7回パーフェクトの村上を交代 岡田監督も想定外の快投劇

 この夜、岡田彰布監督は確かに「非情」と「温情」の狭間にいた。4月12日、ジャイアンツとタイガースの今季初めてとなる伝統の一戦は、第2戦を迎えていた。球場が異様な雰囲気となったのは、1点優勢だった8回表。タイガースの攻撃で1死から9番・投手のところで「代打・原口」が告げられると、多くの虎党が陣取る左翼スタンドを中心にどよめきが起こった。無理もなかった。交代となった先発の村上頌樹は7回まで打者21人をパーフェクトに封じていた。あと6個のアウトで球団史上初となる完全試合の快挙が迫る。敵地に膨らむ大きな期待は失望となって声に出ていた。

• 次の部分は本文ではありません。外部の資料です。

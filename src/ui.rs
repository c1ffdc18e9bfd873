#![cfg(feature = "std")]

//! Text rendering of boards and status lines, plus coordinate parsing for
//! the terminal front end.

use std::fmt::Write;

use crate::{
    Board, BoardView, Coordinate, MatchController, MatchEvent, MatchState, Outcome, Side, FLEET,
};

/// Parse a cell name such as `A1` or `j10` into a board coordinate.
pub fn parse_coord(input: &str) -> Result<Coordinate, String> {
    let input = input.trim();
    if input.len() < 2 {
        return Err("Too short - need column letter and row number (e.g., A5)".to_string());
    }
    let mut chars = input.chars();
    let col_ch = chars
        .next()
        .ok_or("No column letter")?
        .to_ascii_uppercase();
    if !col_ch.is_ascii_uppercase() {
        return Err(format!("Invalid column '{}' - must be a letter A-J", col_ch));
    }
    let x = (col_ch as u8 - b'A') as usize + 1;
    let row_str: String = chars.collect();
    let y: usize = row_str
        .parse()
        .map_err(|_| format!("Invalid row '{}' - must be a number 1-10", row_str))?;
    if y == 0 {
        return Err("Row cannot be 0 - must be 1-10".to_string());
    }
    Ok(Coordinate::new(x, y))
}

/// What a single cell shows.
fn cell_glyph(board: &Board, at: Coordinate, show_ships: bool, show_treasures: bool) -> char {
    let Some(marker) = board.marker_at(at) else {
        return ' ';
    };
    if marker.is_treasure() {
        let opened = board.treasures().iter().any(|t| t.at == at && t.opened);
        return match (marker.is_hit(), opened) {
            (_, true) => '$',
            (true, false) => 'T',
            (false, false) if show_treasures => 't',
            _ => '.',
        };
    }
    let sunk = board.vessel_at(at).is_some_and(|v| v.is_destroyed());
    match (marker.is_hit(), marker.is_ship()) {
        (true, true) if sunk => '#',
        (true, true) => 'X',
        (true, false) => 'o',
        (false, true) if show_ships || sunk => 'S',
        _ => '.',
    }
}

/// Render one board with column letters and row numbers.
///
/// `preview` cells are drawn as `+` (or `!` when `preview_ok` is false).
pub fn render_board(
    board: &Board,
    show_ships: bool,
    show_treasures: bool,
    preview: &[Coordinate],
    preview_ok: bool,
) -> String {
    let mut out = String::new();
    out.push_str("    ");
    for x in 1..board.width() {
        // past Z, fall back to the last digit of the column number
        let label = Coordinate::new(x, 1)
            .column_letter()
            .or_else(|| char::from_digit((x % 10) as u32, 10))
            .unwrap_or('?');
        let _ = write!(out, " {}", label);
    }
    out.push('\n');
    for y in 1..board.height() {
        let _ = write!(out, "  {:2}", y);
        for x in 1..board.width() {
            let at = Coordinate::new(x, y);
            let ch = if preview.contains(&at) {
                if preview_ok {
                    '+'
                } else {
                    '!'
                }
            } else {
                cell_glyph(board, at, show_ships, show_treasures)
            };
            let _ = write!(out, " {}", ch);
        }
        out.push('\n');
    }
    out
}

/// Status line text for an event.
pub fn describe_event(event: &MatchEvent) -> String {
    let who = match event.side {
        Side::Player => "YOU",
        Side::Computer => "ENEMY",
    };
    let at = event.at.map(|c| format!(" at {}", c)).unwrap_or_default();
    match event.outcome {
        Outcome::Hit => format!("{}{} HIT!", who, at),
        Outcome::Miss => format!("{}{} MISSED!", who, at),
        Outcome::Sunk(name) => match event.side {
            Side::Player => format!("{}{} HIT! ENEMY'S {} HAS SUNK!", who, at, name.to_uppercase()),
            Side::Computer => format!("{}{} HIT! YOUR {} HAS SUNK!", who, at, name.to_uppercase()),
        },
        Outcome::TreasureFound => match event.side {
            Side::Player => format!("TREASURE FOUND{}! YOU HAVE 1 MORE MOVE!", at),
            Side::Computer => format!("ENEMY FOUND TREASURE{}! IT FIRES AGAIN!", at),
        },
        Outcome::PlayerWon => "YOU WIN! ALL ENEMY SHIPS DESTROYED.".to_string(),
        Outcome::AiWon => "YOU LOSE! YOUR FLEET IS DESTROYED.".to_string(),
    }
}

/// Both boards plus the status lines for the current match.
pub fn render_match(game: &MatchController) -> String {
    let mut out = String::new();
    let reveal = game.debug_reveal();

    out.push_str("Enemy waters:\n");
    out.push_str(&render_board(
        game.computer_board(),
        game.computer_board().reveals_ships(),
        reveal,
        &[],
        true,
    ));

    out.push_str("\nYour fleet:\n");
    let preview = game.placing_footprint();
    out.push_str(&render_board(
        game.player_board(),
        game.player_board().reveals_ships(),
        true,
        &preview,
        game.placement_is_valid(),
    ));

    let _ = writeln!(
        out,
        "\nHits - you: {}  enemy: {}",
        game.hits(Side::Player),
        game.hits(Side::Computer)
    );
    match game.state() {
        MatchState::PlacingShips => {
            if let Some(&class) = FLEET.get(game.placing_index()) {
                let _ = writeln!(
                    out,
                    "Place your {} (length {}), {}/{}",
                    class.name(),
                    class.length(),
                    game.placing_index() + 1,
                    FLEET.len()
                );
            }
        }
        MatchState::FiringShots | MatchState::GameOver => {
            for side in [Side::Player, Side::Computer] {
                if let Some(event) = game.last_event(side) {
                    let _ = writeln!(out, "{}", describe_event(&event));
                }
            }
        }
    }
    out
}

「いや、全然悩まんかった。それは悩まんかった。おーん」。試合後の番記者による囲み取材で継投への迷いを問われると、指揮官は間髪入れずに否定した。村上はまだ3年目の若手。昨年まで一軍での登板は1年目に登板した2試合のみと経験は浅い。今季も春季キャンプからローテーションを争いながらも、中継ぎでシーズンイン。開幕2戦目に投げた秋山拓巳が5回5失点で二軍降格となったことで空いたスポットに収まった形だった。

 先発タイプとはいえ、開幕後は4月1日に中継ぎで1イニングを投げたのみと二軍での調整登板なども挟んでいない。戦前から岡田監督は「5回投げてくれたら十分よ」と語っており、この日は村上とロングリリーフも可能な1年目の左腕・富田蓮でゲームメイクするプランを想定。「あんなピッチングするとは思わなかったから」と村上のキャリア最高とも言える快投が、ある意味で監督の計算を狂わせたのだった。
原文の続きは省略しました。